Wooldridge, J.M. (2010). Econometric Analysis of Cross Section and Panel Data. Mundlak, Y. (1978). "On the Pooling of Time Series and Cross Section Data." Chamberlain, G. (1982). "Multivariate Regression Models for Panel Data." Arellano, M. and Bond, S. (1991). "Some Tests of Specification for Panel Data." Blundell, R. and Bond, S. (1998). "Initial Conditions and Moment Restrictions." Hausman, J.A. (1978). "Specification Tests in Econometrics." Breusch, T.S. and Pagan, A.R. (1980). "The Lagrange Multiplier Test." Pesaran, M.H. (2004). "General Diagnostic Tests for Cross Section Dependence." Correia, S. (2017). "Linear Models with High-Dimensional Fixed Effects."

PanelResults

Bases: EconometricResults

Panel regression results with built-in diagnostics.

Extends EconometricResults with panel-specific tests that can be called directly on the result object:

result = sp.panel(df, "y ~ x1 + x2", entity='id', time='t') result.hausman_test() # FE vs RE result.bp_lm_test() # Pooled vs RE (Breusch-Pagan LM) result.f_test_effects() # Joint significance of entity FE result.compare('re') # Compare with RE side by side

hausman_test

hausman_test(alpha: float = 0.05) -> Dict[str, Any]

Hausman (1978) specification test: FE vs RE.

Under H0 (RE consistent), both FE and RE are consistent but RE is efficient. Under H1, only FE is consistent.

Returns:

Type Description
dict

'statistic', 'df', 'pvalue', 'recommendation', 'interpretation'

bp_lm_test

bp_lm_test() -> Dict[str, Any]

Breusch-Pagan (1980) Lagrange Multiplier test for random effects.

Tests H0: Var(alpha_i) = 0 (Pooled OLS is appropriate) vs H1: Var(alpha_i) > 0 (Random Effects needed).

Returns:

Type Description
dict

'statistic', 'df', 'pvalue', 'recommendation', 'interpretation'

f_test_effects

f_test_effects() -> Dict[str, Any]

F-test for joint significance of entity fixed effects.
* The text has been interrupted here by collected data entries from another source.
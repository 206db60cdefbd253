//! Engine error taxonomy
//!
//! Every engine operation returns `EngineError`. Variants fall into four
//! classes (see [`ErrorKind`]): synchronous validation rejections, state
//! conflicts, unavailable dependencies (retryable on the next scheduler tick),
//! and invariant violations (fatal, round goes to manual review).

use crate::models::{Amount, RoundRef, RoundState};
use serde::{Deserialize, Serialize};

#[derive(Debug, Clone, Copy, PartialEq, Eq, Serialize, Deserialize)]
#[serde(rename_all = "snake_case")]
pub enum ErrorKind {
    Validation,
    StateConflict,
    DependencyUnavailable,
    InvariantViolation,
}

/// Specific reason a stake was refused. Returned to the staker verbatim.
#[derive(Debug, Clone, PartialEq, Eq, Serialize, Deserialize)]
#[serde(tag = "reason", rename_all = "snake_case")]
pub enum StakeRejection {
    BelowMinimum { amount: Amount, minimum: Amount },
    RoundClosed { state: RoundState },
    InvalidClip { clip_id: String },
    StakeLimitReached { limit: usize },
    AmountOverflow,
}

impl std::fmt::Display for StakeRejection {
    fn fmt(&self, f: &mut std::fmt::Formatter<'_>) -> std::fmt::Result {
        match self {
            Self::BelowMinimum { amount, minimum } => {
                write!(f, "stake {} is below the minimum of {}", amount, minimum)
            }
            Self::RoundClosed { state } => write!(f, "round is closed (state: {})", state),
            Self::InvalidClip { clip_id } => {
                write!(f, "clip {} is not a candidate in this round", clip_id)
            }
            Self::StakeLimitReached { limit } => {
                write!(f, "stake limit of {} per round reached", limit)
            }
            Self::AmountOverflow => write!(f, "stake amount overflows the round pool"),
        }
    }
}

#[derive(Debug, Clone, PartialEq, Eq)]
pub enum EngineError {
    /// Stake refused; no state change.
    Rejected(StakeRejection),
    NotFound(RoundRef),
    /// A non-terminal round already exists for the category.
    InvalidState {
        round_ref: RoundRef,
        state: RoundState,
    },
    InvalidTransition {
        round_ref: RoundRef,
        from: RoundState,
        to: RoundState,
    },
    /// A settlement result already exists, so the round cannot be voided.
    AlreadySettled(RoundRef),
    /// Settlement requires stakes to be frozen (Locked or Settling).
    RoundNotFrozen {
        round_ref: RoundRef,
        state: RoundState,
    },
    EmptyCandidateSet(RoundRef),
    EngagementSnapshotUnavailable(String),
    DependencyUnavailable {
        dependency: &'static str,
        reason: String,
    },
    InvariantViolation {
        round_ref: RoundRef,
        detail: String,
    },
}

impl EngineError {
    pub fn kind(&self) -> ErrorKind {
        match self {
            Self::Rejected(_) => ErrorKind::Validation,
            Self::NotFound(_)
            | Self::InvalidState { .. }
            | Self::InvalidTransition { .. }
            | Self::AlreadySettled(_)
            | Self::RoundNotFrozen { .. }
            | Self::EmptyCandidateSet(_) => ErrorKind::StateConflict,
            Self::EngagementSnapshotUnavailable(_) | Self::DependencyUnavailable { .. } => {
                ErrorKind::DependencyUnavailable
            }
            Self::InvariantViolation { .. } => ErrorKind::InvariantViolation,
        }
    }

    pub fn is_retryable(&self) -> bool {
        self.kind() == ErrorKind::DependencyUnavailable
    }

    pub fn storage(err: anyhow::Error) -> Self {
        Self::DependencyUnavailable {
            dependency: "engine_store",
            reason: format!("{:#}", err),
        }
    }
}

impl From<StakeRejection> for EngineError {
    fn from(r: StakeRejection) -> Self {
        Self::Rejected(r)
    }
}

impl std::fmt::Display for EngineError {
    fn fmt(&self, f: &mut std::fmt::Formatter<'_>) -> std::fmt::Result {
        match self {
            Self::Rejected(r) => write!(f, "Stake rejected: {}", r),
            Self::NotFound(r) => write!(f, "Round {} not found", r),
            Self::InvalidState { round_ref, state } => {
                write!(f, "Round {} is still active (state: {})", round_ref, state)
            }
            Self::InvalidTransition { round_ref, from, to } => {
                write!(f, "Invalid transition for {}: {} -> {}", round_ref, from, to)
            }
            Self::AlreadySettled(r) => write!(f, "Round {} already has a settlement result", r),
            Self::RoundNotFrozen { round_ref, state } => write!(
                f,
                "Round {} cannot be settled while {} (stakes not frozen)",
                round_ref, state
            ),
            Self::EmptyCandidateSet(r) => write!(f, "Round {} has no candidate clips", r),
            Self::EngagementSnapshotUnavailable(msg) => {
                write!(f, "Engagement snapshot unavailable: {}", msg)
            }
            Self::DependencyUnavailable { dependency, reason } => {
                write!(f, "Dependency {} unavailable: {}", dependency, reason)
            }
            Self::InvariantViolation { round_ref, detail } => {
                write!(f, "Invariant violation in {}: {}", round_ref, detail)
            }
        }
    }
}

impl std::error::Error for EngineError {}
Tests H0: all alpha_i = 0 (entity effects not needed).

Returns:

Type Description
dict

'statistic', 'df1', 'df2', 'pvalue', 'interpretation'

pesaran_cd_test

pesaran_cd_test() -> Dict[str, Any]

Pesaran (2004) CD test for cross-sectional dependence in residuals.

Returns:

Type Description
dict

'statistic', 'pvalue', 'interpretation'

plot

plot(type: str = 'coef', **kwargs)

Generate panel-specific plots.

Parameters:

Name Type Description Default
type str

'coef' — Coefficient forest plot (default) 'effects' — Distribution of entity fixed effects 'residuals' — Residual diagnostics (2x2 grid) 'hausman' — Visual FE vs RE comparison

'coef'
**kwargs

Passed to the underlying plot function.

{}

Returns:

Type Description
(fig, ax)

plot_effects

plot_effects(**kwargs)

Shortcut for .plot(type='effects'). Distribution of entity FE.

plot_residuals

plot_residuals(**kwargs)

Shortcut for .plot(type='residuals'). Residual diagnostics (2x2).

plot_hausman

plot_hausman(**kwargs)

Shortcut for .plot(type='hausman'). Visual FE vs RE comparison.

compare

compare(method: str, **kwargs) -> PanelCompareResults

Re-estimate with a different method and compare side by side.

Parameters:

Name Type Description Default
method str

Alternative method to compare against.

required

Returns:

Type Description
PanelCompareResults

Side-by-side comparison with diagnostics.

PanelCompareResults

Side-by-side comparison of two panel models.

plot

plot(variables: Optional[List[str]] = None, **kwargs)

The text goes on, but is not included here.